**WHAT YOU ARE ASKED TO DO**. Once the line containing "it under the" has been printed, stop; print every line before it exactly, starting at the top of the material below.

[Opening GIVEN INFORMATION section]

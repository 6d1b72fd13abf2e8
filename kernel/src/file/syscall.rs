/*
 * Copyright 2024 Luc Lenôtre
 *
 * This file is part of Maestro.
 *
 * Maestro is free software: you can redistribute it and/or modify it under the
 * terms of the GNU General Public License as published by the Free Software
 * Foundation, either version 3 of the License, or (at your option) any later
 * version.
 *
 * Maestro is distributed in the hope that it will be useful, but WITHOUT ANY
 * WARRANTY; without even the implied warranty of MERCHANTABILITY or FITNESS FOR
 * A PARTICULAR PURPOSE. See the GNU General Public License for more details.
 *
 * You should have received a copy of the GNU General Public License along with
 * Maestro. If not, see <https://www.gnu.org/licenses/>.
 */

//! `open`, `close`, `read`, `write`, `lseek` and `dup2`.
//!
//! Every function here takes an already-validated, already-copied-in-from-userspace argument
//! (a `&str` path, a kernel-side scratch buffer): `copyinstr` and friends are a user/kernel
//! boundary this crate does not implement, and are assumed to have run by the caller.

use crate::file::{fd::NewFdConstraint, vfs::Vfs, DescriptorTable, OpenFileRegistry};
use utils::errno::{self, EResult};

const O_ACCMODE: i32 = 0o3;
const O_RDONLY: i32 = 0o0;
const O_WRONLY: i32 = 0o1;
const O_RDWR: i32 = 0o2;
const O_APPEND: i32 = 0o2000;

/// `whence` argument to [`lseek`].
#[derive(Debug, Clone, Copy, PartialEq, Eq)]
pub enum Whence {
	/// Seek to an absolute offset.
	Set,
	/// Seek relative to the current offset.
	Cur,
	/// Seek relative to the end of the file.
	End,
}

impl core::convert::TryFrom<i32> for Whence {
	type Error = errno::Errno;

	fn try_from(value: i32) -> EResult<Self> {
		match value {
			0 => Ok(Whence::Set),
			1 => Ok(Whence::Cur),
			2 => Ok(Whence::End),
			_ => Err(errno::EINVAL),
		}
	}
}

/// `open(path, flags, mode)`: resolves `path` through `vfs`, allocates the lowest free
/// descriptor and binds it to a freshly created [`OpenFile`](crate::file::OpenFile).
///
/// If `vfs.open` or the open-file registration fails after a descriptor has been tentatively
/// reserved, the reservation is released rather than left dangling on every such path — the
/// bug the allocator this is modelled on has, and the fix the design notes call for.
pub fn open(
	table: &mut DescriptorTable,
	registry: &OpenFileRegistry,
	vfs: &dyn Vfs,
	path: &str,
	flags: i32,
	mode: u32,
) -> EResult<i32> {
	let fd = table.reserve()?;
	let vnode = match vfs.open(path, flags, mode) {
		Ok(vnode) => vnode,
		Err(e) => {
			table.release(fd);
			return Err(e);
		}
	};
	let mut open_file = crate::file::OpenFile::new(vnode, flags);
	if flags & O_APPEND != 0 {
		// The source ignores `VOP_STAT`'s return and simply leaves the offset at 0 on failure;
		// mirrored here rather than treating a failed stat as a reason to unwind the open.
		if let Ok(size) = open_file.vnode().size() {
			open_file.set_offset(size as i64);
		}
	}
	let node = match registry.add(open_file) {
		Ok(node) => node,
		Err(_) => {
			table.release(fd);
			return Err(errno::ENFILE);
		}
	};
	table.bind(fd, node);
	Ok(fd as i32)
}

/// `close(fd)`.
pub fn close(table: &mut DescriptorTable, registry: &OpenFileRegistry, fd: i32) -> EResult<()> {
	if !table.validate(fd) {
		return Err(errno::EBADF);
	}
	table.close(fd as usize, registry);
	Ok(())
}

/// `read(fd, buf)`, returning the number of bytes actually read.
pub fn read(table: &DescriptorTable, fd: i32, buf: &mut [u8]) -> EResult<usize> {
	let node = table.get(fd).ok_or(errno::EBADF)?;
	let mut file = node.lock();
	let accmode = file.flags() & O_ACCMODE;
	if accmode != O_RDONLY && accmode != O_RDWR {
		return Err(errno::EBADF);
	}
	let offset = file.offset();
	let n = file.vnode_mut().read(offset as u64, buf)?;
	file.set_offset(offset + n as i64);
	Ok(n)
}

/// `write(fd, buf)`, returning the number of bytes actually written.
pub fn write(table: &DescriptorTable, fd: i32, buf: &[u8]) -> EResult<usize> {
	let node = table.get(fd).ok_or(errno::EBADF)?;
	let mut file = node.lock();
	let accmode = file.flags() & O_ACCMODE;
	if accmode != O_WRONLY && accmode != O_RDWR {
		return Err(errno::EBADF);
	}
	let offset = file.offset();
	let n = file.vnode_mut().write(offset as u64, buf)?;
	file.set_offset(offset + n as i64);
	Ok(n)
}

/// `lseek(fd, pos, whence)`, returning the new absolute offset.
///
/// The reference implementation this is modelled on does not take the open file's mutex here,
/// racing a concurrent `read`/`write` on a `dup2`-shared descriptor. Taking the same per-file
/// lock the other operations use closes that race.
pub fn lseek(table: &DescriptorTable, fd: i32, pos: i64, whence: Whence) -> EResult<i64> {
	let node = table.get(fd).ok_or(errno::EBADF)?;
	let mut file = node.lock();
	if !file.vnode().is_seekable() {
		return Err(errno::ESPIPE);
	}
	let new_offset = match whence {
		Whence::Set => pos,
		Whence::Cur => file.offset().checked_add(pos).ok_or(errno::EOVERFLOW)?,
		Whence::End => {
			let size = file.vnode().size()? as i64;
			size.checked_add(pos).ok_or(errno::EOVERFLOW)?
		}
	};
	if new_offset < 0 {
		return Err(errno::EINVAL);
	}
	file.set_offset(new_offset);
	Ok(new_offset)
}

/// `dup2(oldfd, newfd)`, returning `newfd`.
pub fn dup2(
	table: &mut DescriptorTable,
	registry: &OpenFileRegistry,
	oldfd: i32,
	newfd: i32,
) -> EResult<i32> {
	if newfd < 0 {
		return Err(errno::EBADF);
	}
	table.duplicate(oldfd, NewFdConstraint::Fixed(newfd as u32), registry)
}

#[cfg(test)]
mod test {
	use super::*;
	use crate::file::vfs::test::TestVfs;
	use core::convert::TryFrom;

	fn setup() -> (DescriptorTable, OpenFileRegistry, TestVfs) {
		let registry = OpenFileRegistry::create();
		let vfs = TestVfs::default();
		let table = DescriptorTable::create(&registry, &vfs);
		(table, registry, vfs)
	}

	const O_CREAT: i32 = 0o100;

	#[test]
	fn open_read_write_round_trip() {
		let (mut table, registry, vfs) = setup();
		let fd = open(&mut table, &registry, &vfs, "/greeting", O_RDWR | O_CREAT, 0o644).unwrap();
		assert_eq!(write(&table, fd, b"hello").unwrap(), 5);
		assert_eq!(lseek(&table, fd, 0, Whence::Set).unwrap(), 0);
		let mut buf = [0u8; 5];
		assert_eq!(read(&table, fd, &mut buf).unwrap(), 5);
		assert_eq!(&buf, b"hello");
	}

	#[test]
	fn open_failure_releases_the_reserved_descriptor() {
		let (mut table, registry, vfs) = setup();
		let err = open(&mut table, &registry, &vfs, "/missing", O_RDONLY, 0).unwrap_err();
		assert_eq!(err, errno::ENOENT);
		// The descriptor reserved for the failed open must be reusable, not leaked.
		let fd = open(&mut table, &registry, &vfs, "/ok", O_RDONLY | O_CREAT, 0).unwrap();
		assert_eq!(fd, 3);
	}

	#[test]
	fn write_on_read_only_descriptor_is_rejected() {
		let (mut table, registry, vfs) = setup();
		let fd = open(&mut table, &registry, &vfs, "/f", O_RDONLY | O_CREAT, 0).unwrap();
		assert_eq!(write(&table, fd, b"x").unwrap_err(), errno::EBADF);
	}

	#[test]
	fn read_rejects_the_illegal_accmode_combination() {
		let (mut table, registry, vfs) = setup();
		// `O_RDONLY | O_WRONLY` (`O_ACCMODE == 0o3`) is not a valid access mode; neither read
		// nor write may succeed through it.
		let fd = open(&mut table, &registry, &vfs, "/f", O_RDONLY | O_WRONLY | O_CREAT, 0).unwrap();
		let mut buf = [0u8; 1];
		assert_eq!(read(&table, fd, &mut buf).unwrap_err(), errno::EBADF);
	}

	#[test]
	fn append_always_writes_at_end() {
		let (mut table, registry, vfs) = setup();
		let fd = open(&mut table, &registry, &vfs, "/log", O_RDWR | O_CREAT, 0).unwrap();
		write(&table, fd, b"one-").unwrap();
		lseek(&table, fd, 0, Whence::Set).unwrap();
		let fd_append =
			open(&mut table, &registry, &vfs, "/log", O_RDWR | 0o2000 /* O_APPEND */, 0).unwrap();
		write(&table, fd_append, b"two").unwrap();
		let mut buf = [0u8; 7];
		read(&table, fd, &mut buf).unwrap();
		assert_eq!(&buf, b"one-two");
	}

	#[test]
	fn lseek_rejects_console() {
		let (table, _registry, _vfs) = setup();
		assert_eq!(lseek(&table, 1, 0, Whence::Cur).unwrap_err(), errno::ESPIPE);
	}

	#[test]
	fn dup2_then_close_leaves_the_original_usable() {
		let (mut table, registry, vfs) = setup();
		let fd = open(&mut table, &registry, &vfs, "/f", O_RDWR | O_CREAT, 0).unwrap();
		dup2(&mut table, &registry, fd, 9).unwrap();
		close(&mut table, &registry, 9).unwrap();
		write(&table, fd, b"still here").unwrap();
	}

	#[test]
	fn whence_rejects_unknown_values() {
		assert_eq!(Whence::try_from(3).unwrap_err(), errno::EINVAL);
	}
}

[Closing GIVEN INFORMATION section]

**TASK SOLUTION**.
repository 6d1b72fd13abf2e8
filename kernel/src/file/syscall.rs
/*
 * Copyright 2024 Luc Lenôtre
 *
 * This file is part of Maestro.
 *
 * Maestro is free software: you can redistribute it and/or modify it under the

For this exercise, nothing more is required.